Toy had travelled extensively with her husband. In her earlier years she had visited Thailand, Iceland, Europe including Yugoslavia and Greece, and Lebanon, and she had been made a Fellow of the Royal Geographical Society in recognition of these travels. However, her life changed to one of solo
overland expeditions and adventure in 1950, as a result of a bet made in a pub. Toy has been recognised as a pioneer of long distance overland expeditions: not only was she one of the first people to undertake such expeditions (only a Colonel Leblanc had made such a journey before her, in 1949), she was the first woman to do so. Many of the expeditions that followed were team efforts, whereas Toy travelled alone and without support or backup.

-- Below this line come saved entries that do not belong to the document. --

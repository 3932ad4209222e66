//! App Proxy Deployer CLI

use appproxy_deployer::crate_version;
use clap::{Arg, ArgAction, Command};
use std::path::PathBuf;
use tracing::error;

mod cmd;

/// Flag for verbose output
const VERBOSE_FLAG: &str = "verbose";

/// Entrypoint for the App Proxy Deployer CLI
#[tokio::main]
async fn main() -> std::process::ExitCode {
    // Define application
    let matches = Command::new("deployer")
        .version(crate_version())
        .about("Synthesize the App Proxy service topology for CloudFormation.")
        .arg(
            Arg::new(VERBOSE_FLAG)
                .short('v')
                .long(VERBOSE_FLAG)
                .action(ArgAction::SetTrue),
        )
        .subcommand(
            Command::new(cmd::LOOKUP_CMD)
                .about("Resolve the network, subnets and hosted zone of the tenant and store them in the context file.")
                .arg(
                    Arg::new("context")
                        .long("context")
                        .default_value(cmd::DEFAULT_CONTEXT)
                        .help("Path to YAML context file")
                        .value_parser(clap::value_parser!(PathBuf)),
                ),
        )
        .subcommand(
            Command::new(cmd::SYNTH_CMD)
                .about("Build the resource graph from the environment and write the CloudFormation template.")
                .arg(
                    Arg::new("context")
                        .long("context")
                        .default_value(cmd::DEFAULT_CONTEXT)
                        .help("Path to YAML context file")
                        .value_parser(clap::value_parser!(PathBuf)),
                )
                .arg(
                    Arg::new("config")
                        .long("config")
                        .help("Path to YAML file overriding version pins and task sizing")
                        .value_parser(clap::value_parser!(PathBuf)),
                )
                .arg(
                    Arg::new("output")
                        .long("output")
                        .default_value(cmd::DEFAULT_OUTPUT)
                        .help("Directory the template and manifest are written to")
                        .value_parser(clap::value_parser!(PathBuf)),
                )
                .arg(
                    Arg::new("graph")
                        .long("graph")
                        .help("Also write the resource graph as YAML")
                        .action(ArgAction::SetTrue),
                ),
        )
        .get_matches();

    // Create logger
    let level = if matches.get_flag(VERBOSE_FLAG) {
        tracing::Level::DEBUG
    } else {
        tracing::Level::INFO
    };
    tracing_subscriber::fmt().with_max_level(level).init();

    // Parse subcommands
    match matches.subcommand() {
        Some((cmd::LOOKUP_CMD, matches)) => {
            let context = matches.get_one::<PathBuf>("context").unwrap();
            if let Err(e) = cmd::lookup(context).await {
                error!(error=?e, "failed to resolve lookups");
            } else {
                return std::process::ExitCode::SUCCESS;
            }
        }
        Some((cmd::SYNTH_CMD, matches)) => {
            let context = matches.get_one::<PathBuf>("context").unwrap();
            let config = matches.get_one::<PathBuf>("config");
            let output = matches.get_one::<PathBuf>("output").unwrap();
            let graph = matches.get_flag("graph");
            match cmd::synth(context, config.map(PathBuf::as_path), output, graph) {
                Ok(stack) => {
                    println!("{stack}");
                    return std::process::ExitCode::SUCCESS;
                }
                Err(e) => {
                    error!(error=?e, "failed to synthesize stack");
                }
            }
        }
        Some((name, _)) => {
            error!(cmd = name, "invalid subcommand");
        }
        None => {
            error!("no subcommand provided");
        }
    }
    std::process::ExitCode::FAILURE
}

First expedition 1950-1: Gibraltar to Baghdad and back to London Toy had always wanted to visit
Baghdad. She described the genesis of the first of many solo overland trips in a 1963 newspaper interview: "Her philosophy is that life is gloriously free and, if you really want to do anything, nothing and no one can stop you. 'I was arguing about this with a group of friends in a London pub ... and I suddenly found myself saying, 'As a matter of fact, I'm off to Bagdad [sic] in a week or two'." Once committed to the trip, she quickly got together the money to buy a demonstration (i.e. second hand) 1950 80" rag-top
Series I Land Rover, which she named Pollyanna, and organised the visas, permits and carnets required. As she already knew Europe from her earlier travels she decided to take a route via North Africa. She set off alone on her journey, starting from Gibraltar (she flew out there from London and had Pollyanna freighted to await her there), some time after Christmas 1950. She crossed the
Straits of Gibraltar and followed the Mediterranean coastline of North Africa, travelling through what was then
French Morocco, Algeria, Tunisia, Libya and Egypt, to Cyprus, then down through Lebanon, Syria and then through Jordan to Iraq. While in Iraq she visited several archaeological sites, including in May 1951
Sir Max Mallowan's excavations at
Nimrud where his wife
Agatha Christie was helping with processing the finds. The work on the site had just finished, and the finds for that season included the stele of
King Assur-nasir-pal II. Her journey home is not described in the book, although in her second book
A Fool in the Desert she says that she drove back to England. Toy published an account of her travels in 1955 under the title
A Fool on Wheels: Tangier to Baghdad by Land-Rover. The 'Fool on Wheels' title was taken from a dismissive remark by a
brigadier she met in Gibraltar at the start of her travels who had told her that she was mad to even think about making the journey. The book was well-received:
The Spectator commented "A highly readable book about her solitary journey in a Land Rover from Tangier to Baghdad. A woman of remarkable courage", while
The Times said of her "She has a gift for people: she has an eye for places." It is worth noting that Toy's solo journey took place almost five years before the perhaps more celebrated six-man team
Oxford and Cambridge Far Eastern Expedition, a London to Singapore overland trip between September 1955 and March 1956 that was also undertaken in Land Rovers.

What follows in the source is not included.